Health Canada prohibits the sale of pre-packaged, premixed alcoholic caffeinated energy drinks. Federal rules also require that caffeinated energy drinks to carry the label “do not mix with alcohol,” Toronto City Staff noted in a report issued in February.

The agenda for the March 20 Board of Health meeting includes a recommendation that City Council amend Toronto’s Municipal Alcohol Policy to require event organizers to be familiar with Health Canada’s warning against mixing alcohol with caffeinated energy drinks.

The Municipal Alcohol Policy applies to events held on city properties where alcohol is served by holders of a special occasion permit or a valid liquor sales licence with a catering endorsement. City properties include property occupied, leased or licensed by the city. It also includes properties leased or licensed soley to the city and properties leased or licensed out solely by the city to a third party. The staff report, by Acting Medical Officer of Health Dr. Barbara Yaffe, is titled Municipal Alcohol Policy Update on Alcohol and Caffeinated Energy Drinks. Examples of municipal property subject to the policy include buildings, recreation centres, parks, stadium, public squares and public rights of way.

“The public health community in Ontario has raised concerns related to the likelihood of excessive drinking when consuming alcohol mixed with CEDs and the suggestion that caffeine in energy drinks can mask the symptoms of intoxication, accounting for increased risk-taking behaviour such as impaired driving and violence,” according to the staff report. “Some studies suggest that a combination of alcohol and CEDs masks the depressant effects of alcohol and signs of intoxication. The results of a recent systematic review support an association between consumption of alcohol mixed with CEDs and an increased risk of injury.
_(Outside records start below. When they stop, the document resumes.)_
use std::path::Path;

use common::{DateKey, Order, PipelineError, Result, Row, Series, VendorRecord};

use super::loader::parse_value;

/// Field holding the hyphenated date in a vendor record
pub const DATE_FIELD: usize = 0;
/// Field holding the value of interest (close) in a vendor record
pub const VALUE_FIELD: usize = 4;

/// Normalize a vendor date field into a date key.
///
/// Hyphens are removed and characters 1..9 are kept: the vendor export carries a
/// one-character marker before the year (e.g. `"2020-01-02` becomes `20200102`).
pub fn normalize_vendor_date(raw: &str) -> Result<DateKey> {
    let digits: String = raw.split('-').collect();
    let key: String = digits.chars().skip(1).take(8).collect();
    DateKey::new(key).map_err(|_| PipelineError::InvalidDate(raw.to_string()))
}

/// Parse one vendor row into a typed record.
///
/// Vendor lines are tab-separated; when loaded with another separator the tab
/// record sits in field 0 and is split here. Rows already split into several
/// fields are used as they are.
pub fn parse_vendor_row(row: &Row, source: &Path) -> Result<VendorRecord> {
    let first = row.get(0).unwrap_or_default();
    let fields: Vec<&str> = if first.contains('\t') {
        first.split('\t').collect()
    } else {
        row.fields.iter().map(String::as_str).collect()
    };

    let missing = |field| PipelineError::MissingField {
        path: source.to_path_buf(),
        line: row.line,
        field,
    };

    let date = fields
        .get(DATE_FIELD)
        .filter(|f| !f.is_empty())
        .ok_or_else(|| missing(DATE_FIELD))?;
    let value = fields.get(VALUE_FIELD).ok_or_else(|| missing(VALUE_FIELD))?;

    Ok(VendorRecord {
        date: normalize_vendor_date(date)?,
        value: parse_value(value, row.line, source)?,
    })
}

/// Extract the date-keyed value series from vendor rows.
///
/// Vendor files are newest-first: `Order::Chronological` reverses dates and
/// values together, `Order::Reverse` keeps the file order.
pub fn extract_vendor_series(rows: &[Row], order: Order, source: &Path) -> Result<Series> {
    let records = rows
        .iter()
        .map(|row| parse_vendor_row(row, source))
        .collect::<Result<Vec<_>>>()?;

    let series = Series::from_records(records);
    Ok(match order {
        Order::Chronological => series.reversed(),
        Order::Reverse => series,
    })
}

/// String-typed entry point for callers holding an unparsed order value
pub fn extract_vendor_series_with(rows: &[Row], order: &str, source: &Path) -> Result<Series> {
    let order: Order = order.parse()?;
    extract_vendor_series(rows, order, source)
}

#[cfg(test)]
mod tests {
    use super::*;

    fn vendor_row(line: usize, date: &str, close: &str) -> Row {
        Row::new(
            line,
            vec![format!("\"{date}\t1.0\t2.0\t0.5\t{close}\t1000\t{close}")],
        )
    }

    fn sample_rows() -> Vec<Row> {
        vec![
            vendor_row(2, "2020-01-03", "12.0"),
            vendor_row(3, "2020-01-02", "11.0"),
            vendor_row(4, "2020-01-01", "10.0"),
        ]
    }

    #[test]
    fn test_normalize_vendor_date() {
        assert_eq!(normalize_vendor_date("\"2020-01-02").unwrap().as_str(), "20200102");
        assert_eq!(normalize_vendor_date(" 1999-12-31\"").unwrap().as_str(), "19991231");
        // without the leading marker the year is truncated
        assert!(matches!(
            normalize_vendor_date("2020-01-02"),
            Err(PipelineError::InvalidDate(_))
        ));
    }

    #[test]
    fn test_reverse_keeps_file_order() {
        let series = extract_vendor_series(&sample_rows(), Order::Reverse, Path::new("x.csv")).unwrap();
        let dates: Vec<&str> = series.dates().iter().map(DateKey::as_str).collect();
        assert_eq!(dates, vec!["20200103", "20200102", "20200101"]);
        assert_eq!(series.values(), &[12.0, 11.0, 10.0]);
    }

    #[test]
    fn test_chronological_is_exact_reverse() {
        let path = Path::new("x.csv");
        let raw = extract_vendor_series(&sample_rows(), Order::Reverse, path).unwrap();
        let chrono = extract_vendor_series(&sample_rows(), Order::Chronological, path).unwrap();

        let mut expected_dates = raw.dates().to_vec();
        expected_dates.reverse();
        let mut expected_values = raw.values().to_vec();
        expected_values.reverse();

        assert_eq!(chrono.dates(), expected_dates.as_slice());
        assert_eq!(chrono.values(), expected_values.as_slice());
    }

    #[test]
    fn test_invalid_order_string() {
        let result = extract_vendor_series_with(&sample_rows(), "random", Path::new("x.csv"));
        assert!(matches!(result, Err(PipelineError::InvalidOrder(_))));
    }

    #[test]
    fn test_presplit_row() {
        let row = Row::new(
            2,
            ["\"2020-01-02", "1", "2", "0.5", "3.25", "100"]
                .iter()
                .map(|s| s.to_string())
                .collect(),
        );
        let record = parse_vendor_row(&row, Path::new("x.csv")).unwrap();
        assert_eq!(record.date.as_str(), "20200102");
        assert_eq!(record.value, 3.25);
    }

    #[test]
    fn test_malformed_rows() {
        let path = Path::new("x.csv");

        let short = Row::new(5, vec!["\"2020-01-02\t1\t2".to_string()]);
        assert!(matches!(
            parse_vendor_row(&short, path),
            Err(PipelineError::MissingField { line: 5, field: 4, .. })
        ));

        let bad_value = vendor_row(6, "2020-01-02", "null");
        assert!(matches!(
            parse_vendor_row(&bad_value, path),
            Err(PipelineError::ParseFloat { line: 6, .. })
        ));
    }
}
Further research is required to determine if this is a casual relationship.”

Dr. Yaffe is recommending that the Alcohol and Gaming Commission of Ontario and Smart Serve Ontario “consider updating the Smart Serve” training program to increase awareness of Health Canada’s caution statement not to mix alcohol with caffeinated energy drinks.

Another recommendation on the agenda of the Toronto Board of Health meeting is that City Council be asked to require organizers of events subject to the Municipal Alcohol Policy “to raise awareness of Health Canada’s caution statement with event bartenders.” Staff are also recommending that City Council “request event organizers to consider not selling and/or not distributing caffeinated energy drinks with alcohol.”